> **Input for this task**

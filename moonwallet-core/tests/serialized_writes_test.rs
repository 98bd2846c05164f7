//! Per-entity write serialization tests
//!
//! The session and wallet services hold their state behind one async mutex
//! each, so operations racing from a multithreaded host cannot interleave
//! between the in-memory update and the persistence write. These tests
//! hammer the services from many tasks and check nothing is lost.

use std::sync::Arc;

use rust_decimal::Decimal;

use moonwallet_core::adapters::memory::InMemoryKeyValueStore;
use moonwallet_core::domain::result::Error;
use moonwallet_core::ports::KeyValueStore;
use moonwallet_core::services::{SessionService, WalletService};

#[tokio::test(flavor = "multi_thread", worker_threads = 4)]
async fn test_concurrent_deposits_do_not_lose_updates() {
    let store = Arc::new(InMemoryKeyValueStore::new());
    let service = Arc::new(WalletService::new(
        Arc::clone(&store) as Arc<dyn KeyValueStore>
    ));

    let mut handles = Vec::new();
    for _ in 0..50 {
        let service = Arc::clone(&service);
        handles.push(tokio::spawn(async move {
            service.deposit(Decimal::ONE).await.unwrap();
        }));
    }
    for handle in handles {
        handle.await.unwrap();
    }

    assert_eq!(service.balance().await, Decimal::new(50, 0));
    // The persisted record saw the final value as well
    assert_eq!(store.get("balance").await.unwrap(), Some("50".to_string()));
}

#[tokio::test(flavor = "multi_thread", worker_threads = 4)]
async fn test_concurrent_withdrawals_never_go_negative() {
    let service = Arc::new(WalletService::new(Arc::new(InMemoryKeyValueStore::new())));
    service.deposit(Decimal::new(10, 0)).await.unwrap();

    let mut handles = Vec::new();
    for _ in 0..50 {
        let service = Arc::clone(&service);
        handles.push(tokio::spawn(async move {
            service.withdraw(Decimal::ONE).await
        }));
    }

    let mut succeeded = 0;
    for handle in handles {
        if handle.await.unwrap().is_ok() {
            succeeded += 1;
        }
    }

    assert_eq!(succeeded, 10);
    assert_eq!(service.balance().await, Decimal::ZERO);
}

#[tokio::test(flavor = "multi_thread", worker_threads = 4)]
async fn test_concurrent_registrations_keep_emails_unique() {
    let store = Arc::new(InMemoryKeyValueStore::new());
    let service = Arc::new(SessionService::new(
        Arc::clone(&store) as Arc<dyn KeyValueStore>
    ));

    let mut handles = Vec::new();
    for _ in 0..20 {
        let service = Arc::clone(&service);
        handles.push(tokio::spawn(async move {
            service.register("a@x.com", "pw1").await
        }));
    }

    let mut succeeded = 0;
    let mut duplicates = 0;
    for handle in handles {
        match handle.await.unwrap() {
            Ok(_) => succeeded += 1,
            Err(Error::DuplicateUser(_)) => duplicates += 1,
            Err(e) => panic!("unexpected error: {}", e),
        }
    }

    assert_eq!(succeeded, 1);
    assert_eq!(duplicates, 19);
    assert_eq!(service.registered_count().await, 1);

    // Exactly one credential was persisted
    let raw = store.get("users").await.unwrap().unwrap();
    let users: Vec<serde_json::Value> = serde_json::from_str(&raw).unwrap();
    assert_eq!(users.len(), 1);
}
---
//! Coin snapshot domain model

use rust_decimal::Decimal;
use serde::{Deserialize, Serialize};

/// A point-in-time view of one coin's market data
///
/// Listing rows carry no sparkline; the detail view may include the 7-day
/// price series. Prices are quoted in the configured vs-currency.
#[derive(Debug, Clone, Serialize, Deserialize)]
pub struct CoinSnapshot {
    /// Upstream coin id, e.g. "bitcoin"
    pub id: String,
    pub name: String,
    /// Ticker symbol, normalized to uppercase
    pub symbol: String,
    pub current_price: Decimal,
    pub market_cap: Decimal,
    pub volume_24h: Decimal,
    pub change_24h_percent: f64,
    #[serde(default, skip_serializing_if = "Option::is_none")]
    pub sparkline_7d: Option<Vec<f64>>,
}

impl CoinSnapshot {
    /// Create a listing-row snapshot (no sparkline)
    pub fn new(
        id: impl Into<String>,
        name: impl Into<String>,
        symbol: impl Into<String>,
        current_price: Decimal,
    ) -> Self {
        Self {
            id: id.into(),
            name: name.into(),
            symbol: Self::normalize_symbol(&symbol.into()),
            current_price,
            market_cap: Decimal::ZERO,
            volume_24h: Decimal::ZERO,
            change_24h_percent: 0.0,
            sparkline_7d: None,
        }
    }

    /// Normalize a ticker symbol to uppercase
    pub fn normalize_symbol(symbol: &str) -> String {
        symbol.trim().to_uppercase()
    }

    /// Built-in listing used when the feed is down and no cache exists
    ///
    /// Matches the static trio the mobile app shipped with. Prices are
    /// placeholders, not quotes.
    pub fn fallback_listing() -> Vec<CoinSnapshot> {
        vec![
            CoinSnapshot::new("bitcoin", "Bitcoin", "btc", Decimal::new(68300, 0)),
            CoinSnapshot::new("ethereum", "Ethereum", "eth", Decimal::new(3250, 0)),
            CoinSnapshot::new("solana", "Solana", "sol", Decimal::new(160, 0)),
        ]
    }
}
--
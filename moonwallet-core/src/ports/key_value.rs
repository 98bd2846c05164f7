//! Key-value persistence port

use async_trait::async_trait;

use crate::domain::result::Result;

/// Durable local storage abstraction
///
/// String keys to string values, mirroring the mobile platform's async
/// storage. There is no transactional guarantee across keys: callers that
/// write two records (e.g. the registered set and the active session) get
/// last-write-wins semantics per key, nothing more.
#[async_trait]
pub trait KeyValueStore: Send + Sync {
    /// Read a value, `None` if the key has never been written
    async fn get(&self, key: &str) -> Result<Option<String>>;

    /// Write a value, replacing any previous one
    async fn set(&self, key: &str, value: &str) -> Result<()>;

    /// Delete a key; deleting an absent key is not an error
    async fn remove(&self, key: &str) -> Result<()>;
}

> **Directions**
Among the records, find each line where the word "filename" occurs, and copy it.

> **Written response**
filename moonwallet-core/tests/serialized_writes_test.rs
filename moonwallet-core/src/ports/key_value.rs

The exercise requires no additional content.